(Dataset entries)
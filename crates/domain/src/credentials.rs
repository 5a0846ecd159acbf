//! Wi-Fi credentials: the station network the device joins after a restart.

use std::fmt;

use crate::error::{AlarmHubError, ValidationError};

/// Longest SSID allowed by 802.11, in bytes.
pub const MAX_SSID_LEN: usize = 32;

/// Longest WPA passphrase (or raw PSK in hex), in bytes.
pub const MAX_PASSWORD_LEN: usize = 64;

/// Network name and passphrase.
///
/// An empty password is allowed and denotes an open network.
#[derive(Clone, PartialEq, Eq)]
pub struct WifiCredentials {
    pub ssid: String,
    pub password: String,
}

impl WifiCredentials {
    /// Build credentials and check their invariants.
    ///
    /// # Errors
    ///
    /// Returns [`AlarmHubError::Validation`] when the ssid is empty or too
    /// long, or when the password is too long.
    pub fn new(
        ssid: impl Into<String>,
        password: impl Into<String>,
    ) -> Result<Self, AlarmHubError> {
        let credentials = Self {
            ssid: ssid.into(),
            password: password.into(),
        };
        credentials.validate()?;
        Ok(credentials)
    }

    /// Check domain invariants.
    ///
    /// # Errors
    ///
    /// Returns [`AlarmHubError::Validation`] when any invariant fails.
    pub fn validate(&self) -> Result<(), AlarmHubError> {
        if self.ssid.is_empty() {
            return Err(ValidationError::EmptySsid.into());
        }
        if self.ssid.len() > MAX_SSID_LEN {
            return Err(ValidationError::SsidTooLong(self.ssid.len()).into());
        }
        if self.password.len() > MAX_PASSWORD_LEN {
            return Err(ValidationError::PasswordTooLong(self.password.len()).into());
        }
        Ok(())
    }
}

impl fmt::Debug for WifiCredentials {
    fn fmt(&self, f: &mut fmt::Formatter<'_>) -> fmt::Result {
        f.debug_struct("WifiCredentials")
            .field("ssid", &self.ssid)
            .field("password", &"***")
            .finish()
    }
}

Task item: Above are the entries; return each one exactly.

Answer to this task:
filename crates/domain/src/credentials.rs
repository 5a0846ecd159acbf
//! Wi-Fi credentials: the station network the device joins after a restart.

use std::fmt;

use crate::error::{AlarmHubError, ValidationError};

/// Longest SSID allowed by 802.11, in bytes.
pub const MAX_SSID_LEN: usize = 32;

/// Longest WPA passphrase (or raw PSK in hex), in bytes.
pub const MAX_PASSWORD_LEN: usize = 64;

/// Network name and passphrase.
///
/// An empty password is allowed and denotes an open network.
#[derive(Clone, PartialEq, Eq)]
pub struct WifiCredentials {
    pub ssid: String,
    pub password: String,
}

impl WifiCredentials {
    /// Build credentials and check their invariants.
    ///
    /// # Errors
    ///
    /// Returns [`AlarmHubError::Validation`] when the ssid is empty or too
    /// long, or when the password is too long.
    pub fn new(
        ssid: impl Into<String>,
        password: impl Into<String>,
    ) -> Result<Self, AlarmHubError> {
        let credentials = Self {
            ssid: ssid.into(),
            password: password.into(),
        };
        credentials.validate()?;
        Ok(credentials)
    }

    /// Check domain invariants.
    ///
    /// # Errors
    ///
    /// Returns [`AlarmHubError::Validation`] when any invariant fails.
    pub fn validate(&self) -> Result<(), AlarmHubError> {
        if self.ssid.is_empty() {
            return Err(ValidationError::EmptySsid.into());
        }
        if self.ssid.len() > MAX_SSID_LEN {
            return Err(ValidationError::SsidTooLong(self.ssid.len()).into());
        }
        if self.password.len() > MAX_PASSWORD_LEN {
            return Err(ValidationError::PasswordTooLong(self.password.len()).into());
        }
        Ok(())
    }
}

impl fmt::Debug for WifiCredentials {
    fn fmt(&self, f: &mut fmt::Formatter<'_>) -> fmt::Result {
        f.debug_struct("WifiCredentials")
            .field("ssid", &self.ssid)
            .field("password", &"***")
            .finish()
    }
}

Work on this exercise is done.